サーバーサイド・アプリケーションとクライアントサイド・アプリケーションを単純に区別すれば、サーバー側とクライアント側のどちらでプログラムを実行するかということだけなのですが、実際の処理では、これが大きな違いとなって現れてきます。
- どちらに負荷がかかるか? -
サーバーサイドで実行されるCGIやASPでは、当然のことながらサーバーに負荷が集中します。一方Javaに代表されるクライアントサイドのアプリケーションは、サーバーにはほとんど負荷をかけない代わりに、実行するクライアントの側に負荷がかかります。
クライアントサイド・アプリケーションの実行で発生するクライアントの負荷は、クライアント単体のものとなります。そのため、ネットワーク全体の効率には影響しません。アプリケーションをクライアントサイドとすることで、サーバーにかかる負荷を複数のクライアントに分散できます。
- 組織内では事情が変わる -
クライアント・サーバー方式の負荷分散の仕組みは、処理能力がまちまちなコンピュータが多数接続されるインターネットでは、非常に有効です。しかし、組織内のイントラネットでは、接続するクライアントの能力がほぼ均質化でき、接続する時間帯や起動するアプリケーションも限られています。従って、クライアントサイドで実行するメリットはあまりありません。
組織内のネットワークでは、クライアントにあまり高性能なコンピュータを配備しない方がコスト面で有利です。そのため、強力なWebサーバーを用意してサーバーサイドでアプリケーションを実行させる方が効果的です。
- 複雑な処理はCGIでは厳しい -
サーバーサイド・アプリケーションの代表格であるCGIは、クライアント数やアクセス頻度の限られたイントラネットで威力を発揮します。しかしCGIでは、あまり複雑な処理を実現できません。
入出力画面とデータ処理とを切り分けた形で動作するCGIでは、単純なデータの受け渡しが中心となります。
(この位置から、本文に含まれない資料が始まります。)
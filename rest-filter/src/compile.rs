//! Filter compilation: source mapping in, `WHERE` clause out.

use crate::command::Escaped;
use crate::constants::max_filter_keys;
use crate::escape::Escaper;
use crate::key::{FieldSpec, ParsedKey};
use crate::source::FilterSource;
use crate::policy::FieldPolicy;
use crate::{Command, Value};
use std::fmt;

/// Error returned when a filter cannot be compiled.
///
/// Any error aborts the whole filter; no partial clause is produced.
#[derive(Debug, Clone, PartialEq, Eq)]
#[non_exhaustive]
pub enum CompileError {
    /// Field rejected by the [`FieldPolicy`].
    FieldNotAllowed {
        /// The rejected field.
        field: String,
    },
    /// No command with this name exists.
    CommandNotSupported {
        /// The command name as written in the key.
        command: String,
    },
    /// The value does not have the shape the command needs.
    InvalidArguments {
        /// The command that rejected its arguments.
        command: Command,
        /// The field the command was applied to.
        field: String,
        /// Description of what was expected.
        expected: &'static str,
    },
    /// The source has more keys than the compiler accepts.
    TooManyKeys {
        /// The configured maximum.
        max: usize,
    },
}

impl fmt::Display for CompileError {
    fn fmt(&self, f: &mut fmt::Formatter<'_>) -> fmt::Result {
        match self {
            Self::FieldNotAllowed { field } => write!(f, "Field '{field}' is not accessible"),
            Self::CommandNotSupported { command } => {
                write!(f, "Filter command '{command}' is not supported")
            },
            Self::InvalidArguments {
                command,
                field,
                expected,
            } => write!(f, "Filter command '{command}' on '{field}' expects {expected}"),
            Self::TooManyKeys { max } => write!(f, "Filter has more than {max} keys"),
        }
    }
}

impl std::error::Error for CompileError {}

/// Compiles filter sources for one table.
///
/// ```
/// use rest_filter::{FilterCompiler, FilterSource, MySql};
///
/// let source = FilterSource::from_query_string("id=2&title:like=big").unwrap();
/// let filter = FilterCompiler::new("items", MySql)
///     .allow_fields(&["id", "title"])
///     .compile(&source)
///     .unwrap();
///
/// assert_eq!(
///     filter.where_clause().as_deref(),
///     Some("WHERE (`items`.`id` = 2) AND (`items`.`title` LIKE '%' 'big' '%')")
/// );
/// ```
#[derive(Debug, Clone)]
pub struct FilterCompiler<E: Escaper> {
    escaper: E,
    table: String,
    policy: FieldPolicy,
    max_keys: usize,
}

impl<E: Escaper> FilterCompiler<E> {
    /// Create a compiler for `table` using `escaper`.
    ///
    /// # Panics
    ///
    /// Panics if the table name is not a plain identifier: an ASCII letter
    /// or `_`, then letters, digits or `_`, at most 64 bytes. The table comes
    /// from code, never from the request.
    pub fn new(table: impl Into<String>, escaper: E) -> Self {
        let table = table.into();
        assert!(
            is_table_name(&table),
            "table name '{table}' is not a plain identifier"
        );
        Self {
            escaper,
            table,
            policy: FieldPolicy::new(),
            max_keys: max_filter_keys(),
        }
    }

    /// Only allow these fields. Empty = allow all.
    pub fn allow_fields(mut self, fields: &[&str]) -> Self {
        self.policy = self.policy.allow_fields(fields);
        self
    }

    /// Never allow these fields.
    pub fn deny_fields(mut self, fields: &[&str]) -> Self {
        self.policy = self.policy.deny_fields(fields);
        self
    }

    /// Replace the whole field policy.
    pub fn policy(mut self, policy: FieldPolicy) -> Self {
        self.policy = policy;
        self
    }

    /// Maximum number of keys accepted (default from `REST_FILTER_MAX_KEYS`).
    pub const fn max_keys(mut self, max: usize) -> Self {
        self.max_keys = max;
        self
    }

    /// The table fields are qualified with, unescaped.
    pub fn table(&self) -> &str {
        &self.table
    }

    /// Compile every key of `source`, AND-joined in source order.
    ///
    /// # Errors
    ///
    /// Returns the first [`CompileError`] hit by any key.
    pub fn compile(&self, source: &FilterSource) -> Result<CompiledFilter, CompileError> {
        if source.len() > self.max_keys {
            return Err(CompileError::TooManyKeys { max: self.max_keys });
        }

        let table = self.escaper.field(&self.table);
        let terms = source
            .iter()
            .map(|(key, value)| self.compile_key(&table, key, value))
            .collect::<Result<Vec<_>, _>>()?;

        tracing::debug!(table = %self.table, terms = terms.len(), "compiled filter");

        let expression = (!terms.is_empty()).then(|| terms.join(" AND "));
        Ok(CompiledFilter { expression })
    }

    fn compile_key(&self, table: &str, key: &str, value: &Value) -> Result<String, CompileError> {
        tracing::trace!(key, "compiling filter key");

        let parsed = ParsedKey::parse(key, value.clone())?;
        let args = self.escape_args(&parsed.value);

        match &parsed.field {
            FieldSpec::Single(field) => self.compile_field(table, field, &parsed.commands, &args),
            FieldSpec::Group(fields) => {
                let clauses = fields
                    .iter()
                    .map(|field| self.compile_field(table, field, &parsed.commands, &args))
                    .collect::<Result<Vec<_>, _>>()?;
                Ok(format!("({})", clauses.join(" OR ")))
            },
        }
    }

    /// Compile the command chain for one field.
    ///
    /// A single command yields its wrapped fragment; a chain is OR-joined and
    /// wrapped once more.
    fn compile_field(
        &self,
        table: &str,
        field: &str,
        commands: &[Command],
        args: &Escaped,
    ) -> Result<String, CompileError> {
        self.policy.check(field)?;
        let qualified = format!("{table}.{}", self.escaper.field(field));

        if let [command] = commands {
            return exec(*command, field, &qualified, args);
        }

        let clauses = commands
            .iter()
            .map(|command| exec(*command, field, &qualified, args))
            .collect::<Result<Vec<_>, _>>()?;
        Ok(format!("({})", clauses.join(" OR ")))
    }

    fn escape_args(&self, value: &Value) -> Escaped {
        match value {
            Value::Array(items) => {
                Escaped::List(items.iter().map(|item| self.escape_args(item)).collect())
            },
            scalar => Escaped::Scalar(self.escaper.value(scalar)),
        }
    }
}

/// Longest table name accepted (MySQL's identifier limit).
const MAX_TABLE_NAME_LEN: usize = 64;

fn is_table_name(name: &str) -> bool {
    let Some((first, rest)) = name.as_bytes().split_first() else {
        return false;
    };
    name.len() <= MAX_TABLE_NAME_LEN
        && (first.is_ascii_alphabetic() || *first == b'_')
        && rest.iter().all(|b| b.is_ascii_alphanumeric() || *b == b'_')
}

fn exec(
    command: Command,
    field: &str,
    qualified: &str,
    args: &Escaped,
) -> Result<String, CompileError> {
    command
        .build(qualified, args)
        .map(|fragment| format!("({fragment})"))
        .ok_or_else(|| CompileError::InvalidArguments {
            command,
            field: field.to_string(),
            expected: command.expects(),
        })
}

/// The result of compiling a filter source.
///
/// Empty when the source had no keys; in that case there is no `WHERE`
/// clause at all rather than an empty one.
#[derive(Debug, Clone, Default, PartialEq, Eq)]
#[must_use = "CompiledFilter must be appended to a query"]
pub struct CompiledFilter {
    expression: Option<String>,
}

impl CompiledFilter {
    /// The boolean expression without the `WHERE` keyword.
    pub fn expression(&self) -> Option<&str> {
        self.expression.as_deref()
    }

    /// `WHERE <expression>`, or `None` for an empty filter.
    ///
    /// Callers must not prepend `WHERE` themselves.
    pub fn where_clause(&self) -> Option<String> {
        self.expression.as_ref().map(|e| format!("WHERE {e}"))
    }

    /// Returns `true` if nothing was compiled.
    pub const fn is_empty(&self) -> bool {
        self.expression.is_none()
    }

    /// Take the expression out.
    pub fn into_expression(self) -> Option<String> {
        self.expression
    }
}

/// Renders the `WHERE` clause, or nothing for an empty filter.
impl fmt::Display for CompiledFilter {
    fn fmt(&self, f: &mut fmt::Formatter<'_>) -> fmt::Result {
        match &self.expression {
            Some(e) => write!(f, "WHERE {e}"),
            None => Ok(()),
        }
    }
}

/// Compile `source` for `table` with no field restrictions.
///
/// ```
/// use rest_filter::{Ansi, FilterSource, compile_filter};
///
/// let source = FilterSource::from_query_string("id[]=1&id[]=2").unwrap();
/// let filter = compile_filter("items", &source, Ansi).unwrap();
/// assert_eq!(filter.to_string(), r#"WHERE ("items"."id" IN ('1', '2'))"#);
/// ```
///
/// # Panics
///
/// Panics if the table name is not a plain identifier, as [`FilterCompiler::new`].
pub fn compile_filter<E: Escaper>(
    table: &str,
    source: &FilterSource,
    escaper: E,
) -> Result<CompiledFilter, CompileError> {
    FilterCompiler::new(table, escaper).compile(source)
}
顧客管理やグループウェアなど複雑で大規模なアプリケーションをCGIで実現するには、非常に困難な作業を伴います。
サーブレットやASPのように、Webサーバーと連動する機構が存在しないため、データベースとのやり取りを、CGI経由で動かすプログラムが独自に解決しなければなりません。この点も、業務処理では問題となります。
- ASPまたはサーブレット -
TCP/IPネットワークで大量の情報を効率よく扱えるよう、ユーザーインターフェイスも含めた画面全体のデザインと、データベース処理などの中枢部分とを同じプログラミング言語で作成できるWindowsのASPが登場しました。
ASPでは、画面の生成もデータベースの処理もVBスクリプトで記述できます。また、ActiveXコンポーネントを使って複雑な機能を組み込むことも可能です。
ただ、ASPはWindowsの機能であり、Windows系のWebサーバー(Windows 2000とWindows XP)でしか使えないという問題があります。
“Javaサーブレット”は、主にLinuxなどUNIX系OSで使用されます。Javaはクライアントサイド・アプリケーションの開発手段として、多くのプログラマーに使われてきています。Javaサーブレットは、そのJavaで作ったアプリケーションを、サーバーサイドで動作させる仕組みです。